The second one, char *b, does not make a copy. It points b straight at a string literal ─ a block of characters the compiler stores in read-only memory. We do not own it, and trying to change it is dangerous.

Let’s see the safe one first.

#include <iostream>
using namespace std;

int main()
{
    char a[] = "imran";

    a[0] = 'I';   // totally fine, we own this array

    cout << a << endl;

    return 0;
}

The output will be ─

Imran

No problem ─ we changed the first letter to a capital 'I' and it worked perfectly.

But now watch the dangerous version ─

#include <iostream>
using namespace std;

int main()
{
    char *b = "imran";

    b[0] = 'I';   // DANGER ─ trying to modify a read-only string literal!

    cout << b << endl;

    return 0;
}

This might crash your program or cause undefined behavior 😱 Because b points to a read-only string literal, trying to overwrite b[0] is not allowed. The compiler may even warn you about it.

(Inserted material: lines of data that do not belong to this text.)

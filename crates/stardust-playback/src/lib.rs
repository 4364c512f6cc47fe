//! Stardust Stories — scene playback.
//!
//! The [`PlaybackController`](application::controller::PlaybackController)
//! owns the playback state of one viewing session: which scene is current,
//! whether narration is in flight, and how far through the story the reader
//! is. Each session runs on its own task behind a
//! [`SessionHandle`](application::session::SessionHandle), so every
//! transition is handled one at a time.

pub mod application;
pub mod domain;
//! Narration domain types.

pub mod backend;
pub mod utterance;
pub mod voice;
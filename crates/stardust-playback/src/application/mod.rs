//! Playback orchestration.

pub mod auto_advance;
pub mod controller;
pub mod registry;
pub mod session;
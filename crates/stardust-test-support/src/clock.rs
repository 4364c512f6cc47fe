//! Test clock — deterministic `Clock` implementation for tests.

use chrono::{DateTime, TimeZone, Utc};
use stardust_core::clock::Clock;

/// A clock that always returns a fixed point in time.
#[derive(Debug, Clone, Copy)]
pub struct FixedClock(pub DateTime<Utc>);

impl Default for FixedClock {
    /// 2026-01-01T20:00:00Z, a plausible bedtime.
    fn default() -> Self {
        Self(
            Utc.with_ymd_and_hms(2026, 1, 1, 20, 0, 0)
                .single()
                .unwrap_or_default(),
        )
    }
}

impl Clock for FixedClock {
    fn now(&self) -> DateTime<Utc> {
        self.0
    }
}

So here’s the golden rule to remember ─

  • If you want a string you can modify, use a char array ─ char a[] = "imran";
  • If you only want to read a fixed string, a const char * is the honest, safe choice ─ const char *b = "imran";

That const makes your intention clear and lets the compiler protect you from accidental writes. Modern C++ compilers actually require the const for string literals, for exactly this safety reason.

A quick comparison

Let’s put the two side by side so the difference is crystal clear.

char a[] = “imran” const char *b = “imran”
What it is a brand-new array a pointer to a literal
Makes a copy? Yes No
Can we modify it? Yes No (read-only)
Memory used the full array just a pointer
Safe to change letters? Yes No ─ may crash

So where does std::string fit in? 🤔

After all this careful pointer work, you might wonder ─ “why do we ever bother with raw char arrays?”

Great question. In modern C++, most of the time we don’t. We use the friendly std::string class, which handles the memory, the null terminator, the resizing, and the safety for us.

#include <iostream>
#include <string>
using namespace std;

int main()
{
    string name = "imran";

    name[0] = 'I';          // safe and easy
    name += " shah";        // grows automatically!

    cout << name << endl;
    cout << "length: " << name.length() << endl;

    return 0;
}

The output will be ─

Imran shah
length: 10

So much easier 🥳 No null terminator to worry about, no read-only traps, no manual length counting. std::string grows on demand and protects us at every step.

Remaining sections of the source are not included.